Towards cooperative federalism

Not every State-Union disagreement is the same and the Union must develop newer conventions to foster cooperation

February 04, 2020 12:02 am | Updated 12:02 am IST

As of January 28, the Chief Ministers of at least 11 States have expressed their unwillingness to implement the National Register of Citizens (NRC). Two of these States, West Bengal and Kerala, have stayed all work on the National Population Register (NPR), which is the foundational register from which the NRC will be built. Furthermore, the Punjab Legislative Assembly passed a resolution seeking amendments to the NPR form to ensure that it does not seek data that may be used for verification of citizenship.

The NRC’s human cost

The Citizenship (Registration of Citizens and Issue of National Identity Cards) Rules, 2003, provide for the process by which taluk level officers will prepare a National Register of Indian Citizens after filtering Indian citizens from the NPR — a register enumerating all residents in the country, by family. The process is arduous and ridden with wide discretion. It involves, after the enumeration, procedures for citizenship verification and scrutiny, objections and appeals.
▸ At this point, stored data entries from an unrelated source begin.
use lazy_static::lazy_static;
use std::{collections::HashMap, fmt::Display};

use crate::Span;

lazy_static! {
    pub static ref RESERVED_LOOKUP: HashMap<&'static str, TokenKind> = {
        let mut map = HashMap::new();
        map.insert("char", TokenKind::Char);
        map.insert("int", TokenKind::Int);
        map.insert("float", TokenKind::Float);
        map.insert("void", TokenKind::Void);
        map.insert("if", TokenKind::If);
        map.insert("else", TokenKind::Else);
        map.insert("for", TokenKind::For);
        map.insert("while", TokenKind::While);
        map.insert("do", TokenKind::Do);
        map.insert("break", TokenKind::Break);
        map.insert("continue", TokenKind::Continue);
        map.insert("return", TokenKind::Return);
        map
    };
}

#[derive(Debug, PartialEq, Eq, Clone, Copy, Hash)]
pub enum TokenKind {
    EOF,
    Number,
    Real,
    CharLiteral,
    String,
    Identifier,

    OpenBracket,
    CloseBracket,
    OpenCurly,
    CloseCurly,
    OpenParen,
    CloseParen,

    Assignment, // =
    Equals,     // ==
    Not,        // !
    NotEquals,  // !=
    Tilde,      // ~

    Less,
    LessEquals,
    Greater,
    GreaterEquals,

    Or,
    And,
    Pipe,
    Ampersand,
    Caret,
    ShiftLeft,
    ShiftRight,

    Semicolon,
    Colon,
    Question,
    Comma,

    PlusPlus,
    MinusMinus,
    PlusEquals,
    MinusEquals,
    SlashEquals,
    StarEquals,

    Plus,
    Dash,
    Slash,
    Star,
    Percent,

    // Reserved
    Char,
    Int,
    Float,
    Void,
    If,
    Else,
    For,
    While,
    Do,
    Break,
    Continue,
    Return,
}

impl TokenKind {
    /// Whether the token names one of the base types.
    pub fn is_type_keyword(&self) -> bool {
        matches!(
            self,
            TokenKind::Char | TokenKind::Int | TokenKind::Float | TokenKind::Void
        )
    }
}

impl Display for TokenKind {
    fn fmt(&self, f: &mut std::fmt::Formatter<'_>) -> std::fmt::Result {
        write!(f, "{:?}", self)
    }
}

#[derive(Debug, Clone)]
pub struct Token {
    pub kind: TokenKind,
    pub value: String,
    pub span: Span,
}

impl Display for Token {
    fn fmt(&self, f: &mut std::fmt::Formatter<'_>) -> std::fmt::Result {
        write!(f, "Token {{\nkind: {},\nvalue: {}}}", self.kind, self.value)
    }
}

impl Token {
    /// One line per token, as printed by the driver's lex mode.
    pub fn describe(&self) -> String {
        let name = match self.kind {
            TokenKind::EOF => String::from("(EOF)"),
            kind => kind.to_string().to_uppercase(),
        };
        format!(
            "File {} Line {} Token {} Text '{}'",
            self.span.start.file(),
            self.span.start.line(),
            name,
            self.value
        )
    }
}
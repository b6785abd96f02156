use crate::ast::{
    ast::{Function, Variable, VariableName},
    scope::Scope,
    types::BaseType,
};
use crate::Span;

/// Number of builtin functions. They occupy function numbers `0..BUILTIN_COUNT`
/// and user functions are numbered after them.
pub const BUILTIN_COUNT: usize = 2;

/// Registers the runtime-provided functions in the global scope.
///
/// These are available to every program without a prototype:
///
/// - `char getchar(void)` reads one character
/// - `void putchar(char c)` writes one character
///
/// # Arguments
///
/// * `scope` - The empty global scope of a new program
pub fn register_builtins(scope: &mut Scope) {
    scope
        .functions
        .push(Function::builtin("getchar", BaseType::Char, Scope::new()));

    let param = Variable::new(BaseType::Char, VariableName::scalar("c", Span::null()));
    let params = Scope {
        variables: vec![param],
        functions: vec![],
    };
    scope
        .functions
        .push(Function::builtin("putchar", BaseType::Void, params));
}
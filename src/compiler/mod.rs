//! Code generation module for the compiler.
//!
//! This module turns a type-checked tree into the text of a stack-machine
//! IR. It handles:
//!
//! - Registration of the builtin functions
//! - Storage allocation for globals, locals and literal constants
//! - Compilation of expressions and statements
//! - The section layout of the emitted IR

pub mod compiler;
pub mod expr;
pub mod stdlib;
pub mod stmt;
pub mod storage;

#[cfg(test)]
mod tests;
Officers may identify citizens and even whole families as “doubtful” without any just cause and demand evidence of their citizenship. The rules also permit any person to object to the inclusion of a name in the draft register. This is not a case of weaponising citizenship; it is weaponising citizens against one another. The human cost of such an exercise will be immeasurable.

Constitutional governance

State governments have sufficient grounds to be concerned about the validity of the NPR. However, they are not empowered to hold the Union down to its obligations under the Constitution. The drafters of the Constitution were more anxious to give the Union Government the power to bring errant States in line with the Constitution. For example, Article 355 enjoins the Union to “... ensure that the government of every State is carried on in accordance with the provisions of this Constitution”. Acting under its fiduciary duty towards the Constitution and the people of the State, the Union may also temporarily, and for restoring constitutional governance in a State, declare President’s rule in the State under Article 356.
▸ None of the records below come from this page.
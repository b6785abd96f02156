use std::time::{SystemTime, UNIX_EPOCH};

use log::{debug, info};

use crate::{
    ast::{
        ast::{Function, FunctionId, Program, Variable},
        expressions::ExprId,
        types::{BaseType, Type},
    },
    errors::errors::{Error, ErrorImpl},
    type_checker::{
        annotations::{Annotations, VarRef},
        type_checker::type_check,
    },
    Position,
};

use super::{
    stmt::gen_statement,
    storage::{reserve, Location, Storage},
};

/// Library configuration for one compilation.
#[derive(Debug, Clone, PartialEq)]
pub struct CompileOptions {
    /// Log every type the checker assigns at info level.
    pub verbose: bool,
    /// Printed in the first line of the IR.
    pub build_stamp: String,
}

impl Default for CompileOptions {
    fn default() -> Self {
        CompileOptions {
            verbose: false,
            build_stamp: current_build_stamp(),
        }
    }
}

/// The current UTC time as `YYYY-MM-DD HH:MM:SS`.
pub fn current_build_stamp() -> String {
    let secs = SystemTime::now()
        .duration_since(UNIX_EPOCH)
        .map(|d| d.as_secs())
        .unwrap_or(0);
    format_build_stamp(secs)
}

/// Formats seconds since the Unix epoch as a UTC `YYYY-MM-DD HH:MM:SS` stamp.
pub fn format_build_stamp(secs: u64) -> String {
    let days = (secs / 86_400) as i64;
    let rem = secs % 86_400;

    // days-from-civil inverse, proleptic Gregorian calendar
    let z = days + 719_468;
    let era = z.div_euclid(146_097);
    let doe = z.rem_euclid(146_097);
    let yoe = (doe - doe / 1_460 + doe / 36_524 - doe / 146_096) / 365;
    let doy = doe - (365 * yoe + yoe / 4 - yoe / 100);
    let mp = (5 * doy + 2) / 153;
    let day = doy - (153 * mp + 2) / 5 + 1;
    let month = if mp < 10 { mp + 3 } else { mp - 9 };
    let year = yoe + era * 400 + if month <= 2 { 1 } else { 0 };

    format!(
        "{:04}-{:02}-{:02} {:02}:{:02}:{:02}",
        year,
        month,
        day,
        rem / 3_600,
        rem % 3_600 / 60,
        rem % 60
    )
}

/// The compilation pipeline for one program.
///
/// Owns the tree and the results of each pass.
pub struct Compiler {
    pub program: Program,
    pub options: CompileOptions,
    annotations: Option<Annotations>,
}

impl Compiler {
    pub fn new(program: Program, options: CompileOptions) -> Self {
        Compiler {
            program,
            options,
            annotations: None,
        }
    }

    /// Runs the type checker and keeps its annotations.
    ///
    /// # Arguments
    ///
    /// * `verbose` - Log every assigned type at info level
    pub fn check_types(&mut self, verbose: bool) -> Result<(), Error> {
        let annotations = type_check(&self.program, verbose)?;
        info!(
            "type checking succeeded ({} typed expressions)",
            annotations.len()
        );
        self.annotations = Some(annotations);
        Ok(())
    }

    pub fn annotations(&self) -> Option<&Annotations> {
        self.annotations.as_ref()
    }

    /// Allocates storage and emits the IR text.
    ///
    /// Type checks first when `check_types` has not run.
    ///
    /// # Returns
    ///
    /// The complete IR, or the first error found
    pub fn generate_ir(&mut self) -> Result<String, Error> {
        if self.annotations.is_none() {
            self.check_types(self.options.verbose)?;
        }
        let storage = reserve(&self.program);
        match &self.annotations {
            Some(annotations) => generate(
                &self.program,
                annotations,
                &storage,
                &self.options.build_stamp,
            ),
            None => Err(missing("type", &self.program.span.start)),
        }
    }
}

/// Instruction buffer of one function, with its label state.
#[derive(Debug, Default)]
pub struct CodeBuffer {
    lines: Vec<String>,
    pending_label: Option<String>,
    last_instruction: Option<String>,
    label_count: usize,
}

impl CodeBuffer {
    pub fn new() -> Self {
        CodeBuffer::default()
    }

    /// A fresh `_L<n>` label, numbered per function.
    pub fn new_label(&mut self) -> String {
        let label = format!("_L{}", self.label_count);
        self.label_count += 1;
        label
    }

    /// Appends one instruction, attaching the pending label if any.
    pub fn emit(&mut self, instruction: impl Into<String>) {
        let instruction = instruction.into();
        let line = match self.pending_label.take() {
            Some(label) => format!("    {}: {}", label, instruction),
            None => format!("    {}", instruction),
        };
        self.lines.push(line);
        self.last_instruction = Some(instruction);
    }

    /// Marks the position of the next instruction.
    pub fn place_label(&mut self, label: String) {
        if self.pending_label.is_some() {
            self.emit("nop");
        }
        self.pending_label = Some(label);
    }

    pub fn has_pending_label(&self) -> bool {
        self.pending_label.is_some()
    }

    pub fn ends_with_ret(&self) -> bool {
        self.last_instruction.as_deref() == Some("ret")
    }

    pub fn lines(&self) -> &[String] {
        &self.lines
    }
}

/// Code generation state for one function body.
pub struct FunctionCompiler<'a> {
    pub program: &'a Program,
    pub annotations: &'a Annotations,
    pub storage: &'a Storage,
    pub function_id: FunctionId,
    pub function: &'a Function,
    pub code: CodeBuffer,
}

impl<'a> FunctionCompiler<'a> {
    pub fn new(
        program: &'a Program,
        annotations: &'a Annotations,
        storage: &'a Storage,
        function_id: FunctionId,
    ) -> Self {
        FunctionCompiler {
            program,
            annotations,
            storage,
            function_id,
            function: program.function(function_id),
            code: CodeBuffer::new(),
        }
    }

    pub fn emit(&mut self, instruction: impl Into<String>) {
        self.code.emit(instruction);
    }

    pub fn new_label(&mut self) -> String {
        self.code.new_label()
    }

    pub fn place_label(&mut self, label: String) {
        self.code.place_label(label);
    }

    /// The type the checker recorded for an expression.
    pub fn type_of(&self, id: ExprId, position: &Position) -> Result<Type, Error> {
        self.annotations
            .type_of(id)
            .ok_or_else(|| missing("type", position))
    }

    /// The variable an identifier or lvalue resolved to, with its location.
    pub fn variable_of(
        &self,
        id: ExprId,
        position: &Position,
    ) -> Result<(Location, &'a Variable), Error> {
        let program = self.program;
        let resolved = match self.annotations.variable(id) {
            Some(VarRef::Global(index)) => self
                .storage
                .global(index)
                .map(|location| (location, &program.globals()[index])),
            Some(VarRef::Local(function, index)) => self
                .storage
                .local(function, index)
                .map(|location| (location, &program.function(function).scope.variables[index])),
            None => None,
        };
        resolved.ok_or_else(|| missing("variable", position))
    }

    /// The function number a call resolved to, with its definition.
    pub fn call_target(
        &self,
        id: ExprId,
        position: &Position,
    ) -> Result<(usize, &'a Function), Error> {
        let program = self.program;
        self.annotations
            .call_target(id)
            .and_then(|target| {
                self.storage
                    .function_number(target)
                    .map(|number| (number, program.function(target)))
            })
            .ok_or_else(|| missing("call target", position))
    }

    pub fn literal(&self, id: ExprId, position: &Position) -> Result<Location, Error> {
        self.storage
            .literal(id)
            .ok_or_else(|| missing("constant", position))
    }
}

fn missing(what: &'static str, position: &Position) -> Error {
    Error::new(ErrorImpl::MissingAnnotation { what }, position.clone())
}

/// Emits the body of one user function, including its directives.
///
/// # Arguments
///
/// * `compiler` - State for the function being compiled
/// * `out` - The IR text being built
pub fn gen_function(compiler: &mut FunctionCompiler, out: &mut String) -> Result<(), Error> {
    let function = compiler.function;
    if !function.defined {
        return Err(Error::new(
            ErrorImpl::UndefinedFunction {
                function: function.name.clone(),
            },
            function.span.start.clone(),
        ));
    }

    for stmt in &function.body {
        gen_statement(compiler, stmt, None)?;
    }

    if compiler.code.has_pending_label() || !compiler.code.ends_with_ret() {
        if function.ret_type != BaseType::Void {
            compiler.emit("push 0");
        }
        compiler.emit("ret");
    }

    let storage = compiler.storage;
    let number = storage.function_number(compiler.function_id);
    let frame = storage.frame(compiler.function_id);
    let (number, frame) = match (number, frame) {
        (Some(number), Some(frame)) => (number, frame),
        _ => return Err(missing("storage", &function.span.start)),
    };

    debug!(
        "function {} '{}': {} instructions",
        number,
        function.name,
        compiler.code.lines().len()
    );

    out.push_str(&format!(".FUNC {} {}\n", number, function.name));
    out.push_str(&format!("  .params {}\n", function.param_count()));
    out.push_str(&format!("  .return {}\n", (function.ret_type != BaseType::Void) as u8));
    out.push_str(&format!("  .locals {}\n", frame.local_slots));
    for line in compiler.code.lines() {
        out.push_str(line);
        out.push('\n');
    }
    out.push_str(".end FUNC\n");
    out.push('\n');

    Ok(())
}

/// Generates the IR for a checked and laid-out program.
///
/// # Arguments
///
/// * `program` - The program to compile
/// * `annotations` - Type checker results for `program`
/// * `storage` - Allocator results for `program`
/// * `stamp` - Build stamp for the header line
///
/// # Returns
///
/// The IR text: header, constant, global and function sections
pub fn generate(
    program: &Program,
    annotations: &Annotations,
    storage: &Storage,
    stamp: &str,
) -> Result<String, Error> {
    let mut out = String::new();

    out.push_str(&format!("; compiler build {}\n", stamp));
    out.push_str(&format!(".CONSTANTS {}\n", storage.constants.len()));
    for word in storage.constants.words() {
        out.push_str(&format!("  0x{:08x}\n", word));
    }
    out.push('\n');
    out.push_str(&format!(".GLOBALS {}\n", storage.global_slots));
    out.push('\n');
    out.push_str(&format!(".FUNCTIONS {}\n", program.user_functions().count()));
    out.push('\n');

    for (id, _) in program.user_functions() {
        let mut compiler = FunctionCompiler::new(program, annotations, storage, id);
        gen_function(&mut compiler, &mut out)?;
    }

    Ok(out)
}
No equivalent power rests in the hands of States to hold the Union Government to the Constitution. When State governments raised concerns about the NPR, the Union insisted that States are under a constitutional duty to implement laws passed by Parliament — a position that a superficial reading of the Constitution may support. A duty to obey all laws passed by Parliament is premised on an unbridled deference to the Union Government to correctly understand and implement the Constitution while passing laws. However, nowhere in the Constitution is there any suggestion that the Union has the final say as to what is “constitutional”.

Government is a human enterprise. It is wholly possible that a government may work the Constitution impermissibly, which Dr. B.R. Ambedkar reckoned with in saying “however good a Constitution may be, it is sure to turn out bad because those who are called to work it happen to be a bad lot”. One safeguard against bad actors lies in the oath. All constitutional actors — State and Union legislators, State and Union governments and judges in the higher judiciary — are duty-bound to “bear true faith and allegiance to the Constitution of India” by way of their oath.

The oath of constitutional functionaries of States is to be understood in light of Article 1 of the Constitution, which locates India’s identity as a “Union of States”. Therefore, States, and by extension their legislatures and governments, are indispensable to working the Constitution of India. As the Supreme Court of India recognised in the landmark S.R. Bommai judgment, States are not mere “appendages” of the Centre. After all, what sets Union Territories apart from States is the exclusive and distinct legislative and administrative competences of the States, to be acted on through their three organs of government. Thus, they cannot be reduced to mere administrative agencies entrusted with enforcing Parliament’s laws without any application of mind.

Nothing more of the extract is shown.